Great idea, but it doesn’t work over the long term. It has serious limits into which we are running now.
The reality for petroleum in USA DISCOVERIES peaked in the 1930s — a bit less than 40 years before production started to decline. And what ho! WORLDWIDE discoveries peaked in the 1960s…. also around 40 years ago, so perhaps we should not be surprised that oil production worldwide plateaued in 2005 and is probably in decline now.
The simple reality is we find the easiest sources first. Mexico’s huge Cantarell field was discovered by a fisherman who noticed oil slicks in the Gulf of Mexico. The earliest metal ores exploited where very high quality — like in Minnesota, whole mountains that are very high quality iron.
When the easiest stuff is gone, you look harder, and eventually you find the rest — but the “rest” takes a lot more energy to obtain, and the process cannot go on forever. Eventually what’s left is too expensive and poor in quality to obtain.

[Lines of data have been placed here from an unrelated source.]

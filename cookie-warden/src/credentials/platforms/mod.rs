//! Concrete refresh strategies and session probes.

pub mod bilibili;
pub mod browser;
#[cfg(feature = "chromium")]
pub mod chromium;
pub mod weibo;

pub use bilibili::ChallengeResponseRefresher;
pub use browser::{
    BrowserCookie, BrowserDriver, BrowserRefresher, BrowserRefresherConfig, BrowserSession,
    SessionProbe,
};
#[cfg(feature = "chromium")]
pub use chromium::ChromiumDriver;
pub use weibo::WeiboSessionProbe;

Peak oil is near, and peak coal is nearby, and industrial civilization is at stake because idiot rat-like humanity keep lapping up the free food that poured out of the ground under its own pressure, and didn’t accept the inevitability that one day that nearly-free energy party would end.

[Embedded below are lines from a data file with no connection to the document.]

//! Consecutive refresh-failure tracking per target.

use std::sync::atomic::{AtomicI64, Ordering};

use chrono::{DateTime, Utc};
use dashmap::DashMap;

/// Failure history older than this is pruned lazily.
const MAX_AGE_DAYS: i64 = 7;

/// Tracks refresh failures per target.
///
/// Used to rate-gate alerts after consecutive failures.
pub struct RefreshFailureTracker {
    failures: DashMap<String, FailureRecord>,
    /// Day number of the last prune.
    last_prune_day: AtomicI64,
}

#[derive(Clone)]
struct FailureRecord {
    count: u32,
    first_failure: DateTime<Utc>,
    last_failure: DateTime<Utc>,
    last_error: String,
}

impl RefreshFailureTracker {
    pub fn new() -> Self {
        Self {
            failures: DashMap::new(),
            last_prune_day: AtomicI64::new(0),
        }
    }

    fn prune_if_needed(&self) {
        let now = Utc::now();
        let today = now.timestamp().div_euclid(86_400);

        let last = self.last_prune_day.load(Ordering::Relaxed);
        if last == today {
            return;
        }
        if self
            .last_prune_day
            .compare_exchange(last, today, Ordering::SeqCst, Ordering::SeqCst)
            .is_err()
        {
            return;
        }

        let cutoff = now - chrono::Duration::days(MAX_AGE_DAYS);
        self.failures.retain(|_, record| record.last_failure >= cutoff);
    }

    /// Record a failure and return the updated count.
    pub fn record_failure(&self, target_id: &str, error: &str) -> u32 {
        self.prune_if_needed();

        let now = Utc::now();
        let mut entry = self
            .failures
            .entry(target_id.to_string())
            .or_insert(FailureRecord {
                count: 0,
                first_failure: now,
                last_failure: now,
                last_error: String::new(),
            });

        entry.count += 1;
        entry.last_failure = now;
        entry.last_error = error.to_string();
        entry.count
    }

    /// Clear failures on success.
    pub fn clear(&self, target_id: &str) {
        self.failures.remove(target_id);
    }

    pub fn failure_count(&self, target_id: &str) -> u32 {
        self.prune_if_needed();
        self.failures.get(target_id).map(|r| r.count).unwrap_or(0)
    }

    pub fn failure_info(&self, target_id: &str) -> Option<FailureInfo> {
        self.prune_if_needed();
        self.failures.get(target_id).map(|r| FailureInfo {
            count: r.count,
            first_failure: r.first_failure,
            last_failure: r.last_failure,
            last_error: r.last_error.clone(),
        })
    }
}

impl Default for RefreshFailureTracker {
    fn default() -> Self {
        Self::new()
    }
}

/// Information about failures for a target.
#[derive(Debug, Clone)]
pub struct FailureInfo {
    /// Number of consecutive failures.
    pub count: u32,
    /// Time of first failure in this sequence.
    pub first_failure: DateTime<Utc>,
    /// Time of most recent failure.
    pub last_failure: DateTime<Utc>,
    /// Error message from last failure.
    pub last_error: String,
}

#[cfg(test)]
mod tests {
    use super::*;

    #[test]
    fn test_failure_tracker_counts_and_clears() {
        let tracker = RefreshFailureTracker::new();

        assert_eq!(tracker.failure_count("bilibili"), 0);
        assert_eq!(tracker.record_failure("bilibili", "timeout"), 1);
        assert_eq!(tracker.record_failure("bilibili", "rejected"), 2);
        assert_eq!(tracker.failure_count("weibo"), 0);

        let info = tracker.failure_info("bilibili").unwrap();
        assert_eq!(info.count, 2);
        assert_eq!(info.last_error, "rejected");
        assert!(info.first_failure <= info.last_failure);

        tracker.clear("bilibili");
        assert_eq!(tracker.failure_count("bilibili"), 0);
        assert!(tracker.failure_info("bilibili").is_none());
    }
}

northern firstname.lastname@example.org (remove space)
Diana Korchien Says:
March 22nd, 2008 at 9:13 am
I do not see present-day humans as any more evil or idiotic than our dim and distant ancestors. When the end comes into view, it descends with a rapidity born of the exponential growth of all factors. We have been the victims of our own culture: ‘Mother Earth the bountiful’, dating back millennia. We never changed the ancient script (it sounded so reassuring) and automatically taught the concept to our children. That is the tragedy of it all.
May 5th, 2008 at 4:55 am
The ZENN car company is supposed to be coming out with a new electric car that goes 80 mph and has something like a 250mile range (due to new battery technology developed here in Texas, though I don’t know much about it specifically). So, if that’s true, I’m expecting to be driving one of those in a few years and putting up solar panels on the roof to power it (and the house A/C, etc). I think most people (even wealthy people) are just waiting though even if they can technically afford solar, since those alternatives are still more expensive than gas and electricity costs. Once the cost of gas and electricity gets high enough to justify it though, I think a lot more people will switch to solar. I am still curious to see though if governments (like U.S.) will introduce gas-rationing in attempt to hold down the gas-prices once they hit around $7-$10/gallon or something. Otherwise the price will go “through the roof” for awhile and only the wealthy will be able to afford driving without carpooling. I think government intervention is a bad idea, but I just bet they will do it anyway and I think the whole story will be interesting to watch unfold….so if you like having the freedom to drive a lot right now for leisure/vacation/etc, it might be wise to consider one of those new long-range electric cars before rationing hits (if it’s really true that those cars will be available soon – I hope they hurry and make a 4-seater though since we have kids!).
Neil Solarcell Says:
August 31st, 2010 at 3:00 pm
The switch to renewable energy must take place very shortly and companies and countries should be making the switch very swiftly as in the near future, coal/crude oil and other old methods of energy will be not viable any longer.
The Future of Energy « Around the Coast Mountains Says:
January 2nd, 2012 at 4:54 am
[...] over 100 years worth of coal left at current consumption rates. However, there seems to be some skepticism by other analysts towards these rosy estimates. In any event, the methodology for estimating the [...]
April 15th, 2013 at 3:07 am
Loved the bit on UK coal in the context of Thatcher’s fight with the miners. It was all so inevitiable or rather geological.
Interestingly, the decline slowed under Thatcher and resumed its linear decline under Major(steeper – catchup?) and Blair!!!